MANSFIELD — Owners of about 10,000 parcels in Richland and Crawford counties will learn Thursday evening a preliminary estimate of what it would cost to clean up the Black Fork.

Richland County Engineer Adam Gove will offer a preliminary look at the estimated assessments and the economic benefits from the “combined ditch project,” an effort that began began Feb. 24 when the City of Shelby and rural community members filed a ditch petition.

Flooding along the Black Fork has been a frequent and recurring problem, especially in the Shelby area.
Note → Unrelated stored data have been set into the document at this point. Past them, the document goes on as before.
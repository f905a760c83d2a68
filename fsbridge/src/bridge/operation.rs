use std::fmt;
use std::str::FromStr;

use thiserror::Error;

use crate::bridge::handlers::{self, Handler};

#[derive(Error, Debug, Clone, PartialEq, Eq)]
#[error("unhandled operation: {0}")]
pub struct ParseOperationError(pub String);

/// Every filesystem primitive the sandbox shim may name.
#[derive(Clone, Copy, Debug, PartialEq, Eq, Hash)]
pub enum Operation {
    Chmod,
    Chown,
    Close,
    Fchmod,
    Fchown,
    Fstat,
    Ftruncate,
    Lchown,
    Link,
    Lstat,
    Mkdir,
    Open,
    Read,
    Readdir,
    Readlink,
    Rename,
    Rmdir,
    Stat,
    Symlink,
    Truncate,
    Unlink,
    Utimes,
    Write,
}

impl Operation {
    pub const ALL: [Operation; 23] = [
        Operation::Chmod,
        Operation::Chown,
        Operation::Close,
        Operation::Fchmod,
        Operation::Fchown,
        Operation::Fstat,
        Operation::Ftruncate,
        Operation::Lchown,
        Operation::Link,
        Operation::Lstat,
        Operation::Mkdir,
        Operation::Open,
        Operation::Read,
        Operation::Readdir,
        Operation::Readlink,
        Operation::Rename,
        Operation::Rmdir,
        Operation::Stat,
        Operation::Symlink,
        Operation::Truncate,
        Operation::Unlink,
        Operation::Utimes,
        Operation::Write,
    ];

    pub fn name(self) -> &'static str {
        match self {
            Operation::Chmod => "chmod",
            Operation::Chown => "chown",
            Operation::Close => "close",
            Operation::Fchmod => "fchmod",
            Operation::Fchown => "fchown",
            Operation::Fstat => "fstat",
            Operation::Ftruncate => "ftruncate",
            Operation::Lchown => "lchown",
            Operation::Link => "link",
            Operation::Lstat => "lstat",
            Operation::Mkdir => "mkdir",
            Operation::Open => "open",
            Operation::Read => "read",
            Operation::Readdir => "readdir",
            Operation::Readlink => "readlink",
            Operation::Rename => "rename",
            Operation::Rmdir => "rmdir",
            Operation::Stat => "stat",
            Operation::Symlink => "symlink",
            Operation::Truncate => "truncate",
            Operation::Unlink => "unlink",
            Operation::Utimes => "utimes",
            Operation::Write => "write",
        }
    }

    /// The handler forwarding this operation, or `None` for names that are
    /// reserved but deliberately not forwarded.
    pub fn handler(self) -> Option<&'static dyn Handler> {
        match self {
            Operation::Chmod => Some(&handlers::Chmod),
            Operation::Chown => Some(&handlers::Chown),
            Operation::Close => Some(&handlers::Close),
            Operation::Fstat => Some(&handlers::Fstat),
            Operation::Link => Some(&handlers::Link),
            Operation::Lstat => Some(&handlers::Lstat),
            Operation::Mkdir => Some(&handlers::Mkdir),
            Operation::Open => Some(&handlers::Open),
            Operation::Read => Some(&handlers::Read),
            Operation::Readdir => Some(&handlers::Readdir),
            Operation::Rmdir => Some(&handlers::Rmdir),
            Operation::Stat => Some(&handlers::Stat),
            Operation::Unlink => Some(&handlers::Unlink),
            Operation::Write => Some(&handlers::Write),
            Operation::Fchmod
            | Operation::Fchown
            | Operation::Ftruncate
            | Operation::Lchown
            | Operation::Readlink
            | Operation::Rename
            | Operation::Symlink
            | Operation::Truncate
            | Operation::Utimes => None,
        }
    }
}

impl FromStr for Operation {
    type Err = ParseOperationError;

    fn from_str(s: &str) -> Result<Self, Self::Err> {
        Operation::ALL
            .into_iter()
            .find(|op| op.name() == s)
            .ok_or_else(|| ParseOperationError(s.to_string()))
    }
}

impl fmt::Display for Operation {
    fn fmt(&self, f: &mut fmt::Formatter<'_>) -> fmt::Result {
        f.write_str(self.name())
    }
}
use std::path::PathBuf;

use crate::utils::cli::Args;

#[derive(Clone, Debug)]
pub struct Config {
    pub host: String,
    pub port: u16,
    pub base: String,
    pub workdir: Option<PathBuf>,
    pub body_limit: usize,
}

impl Default for Config {
    fn default() -> Self {
        Config {
            host: "127.0.0.1".to_string(),
            port: 0,
            base: "/fs".to_string(),
            workdir: None,
            body_limit: 64 * 1024 * 1024,
        }
    }
}

impl Config {
    /// Checks every argument and reports all problems at once.
    pub fn from_args(args: &Args) -> Result<Config, Vec<String>> {
        let mut validation_errors = Vec::new();

        if !args.base.starts_with('/') || args.base.ends_with('/') {
            validation_errors.push(format!(
                "FSBRIDGE_BASE `{}` must start with `/` and must not end with `/`",
                args.base,
            ));
        } else if args.base == "/host" {
            validation_errors.push("FSBRIDGE_BASE `/host` is reserved".to_string());
        }

        if let Some(dir) = &args.workdir {
            match std::fs::metadata(dir) {
                Ok(meta) => {
                    if !meta.is_dir() {
                        validation_errors.push(format!(
                            "FSBRIDGE_WORKDIR `{}` exists but is not a directory",
                            dir.display(),
                        ));
                    }
                }
                Err(_) => validation_errors.push(format!(
                    "FSBRIDGE_WORKDIR `{}` does not exist",
                    dir.display(),
                )),
            }
        }

        if args.body_limit == 0 {
            validation_errors.push("FSBRIDGE_BODY_LIMIT must be greater than zero".to_string());
        }

        if !validation_errors.is_empty() {
            return Err(validation_errors);
        }

        Ok(Config {
            host: args.host.clone(),
            port: args.port,
            base: args.base.clone(),
            workdir: args.workdir.clone(),
            body_limit: args.body_limit,
        })
    }
}
use std::path::PathBuf;

use clap::Parser;

#[derive(Parser, Debug)]
#[command(version, about, long_about = None)]
pub struct Args {
    /// Bridge listening host
    #[arg(long, env = "FSBRIDGE_HOST", default_value = "127.0.0.1")]
    pub host: String,

    /// Bridge listening port, 0 picks a free one
    #[arg(short, long, env = "FSBRIDGE_PORT", default_value_t = 0)]
    pub port: u16,

    /// Path prefix of the operation endpoints
    #[arg(short, long, env = "FSBRIDGE_BASE", default_value = "/fs")]
    pub base: String,

    /// Directory to change into before serving; relative paths resolve against it
    #[arg(short, long, env = "FSBRIDGE_WORKDIR")]
    pub workdir: Option<PathBuf>,

    /// Largest accepted request body in bytes
    #[arg(long, env = "FSBRIDGE_BODY_LIMIT", default_value_t = 64 * 1024 * 1024)]
    pub body_limit: usize,
}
The petition asks commissioners from the two counties “to study and examine the economic benefits to the City of Shelby and the approximately 70,000 acres of the agricultural community that lie within the petitioned watershed area.”

Petitioners asked for a project that could improve drainage and reduce flooding along the Black Fork, which rises about seven miles west of Mansfield in Richland County and initially flows northward through the City of Shelby, then eastward across northern Richland County before turning southeast for the remainder of its course through eastern Richland and southern Ashland counties.

The 6:30 p.m. public meeting will be at the Longview Center, 1495 W. Longview Ave.

Richland County Commissioner Cliff Mears, chair of the combined county committee, said Thursday morning that officials will discuss a brief history of how this point was reached. Gove will then give his presentation and residents will then have an opportunity to offer their input.

“We don’t any way of knowing how many residents will attend,” Mears said.

The joint committee, with commissioners from both counties, could then vote to either proceed with the project, decline the project or extend the discussion to another public meeting.

Committee members physically visited some sites on the Black Fork on May 20 and reviewed 150 minutes of drone footage of all 18 miles of the winding waterway on May 21, video done by Matt Wallace, agriculture technician for the Richland Soil & Water Conservation District.

If approved, the work would be a continuation of two phases already privately planned and organized by Shelby residents at a cost of about $367,000, according to Erica Thomas, director of the Richland Soil & Water Conservation District.

The RSWCD said earlier this year phase one cleaned the waterway from Ohio 13 to State Street and that a second phase was nearly complete, clearing the Black Fork from State Street to Mickey Road.

“These two projects were beneficial in cleaning and clearing the river, but more work is necessary to help with continuing efforts to keep the river flowing,” RSWCD said in a press release in February.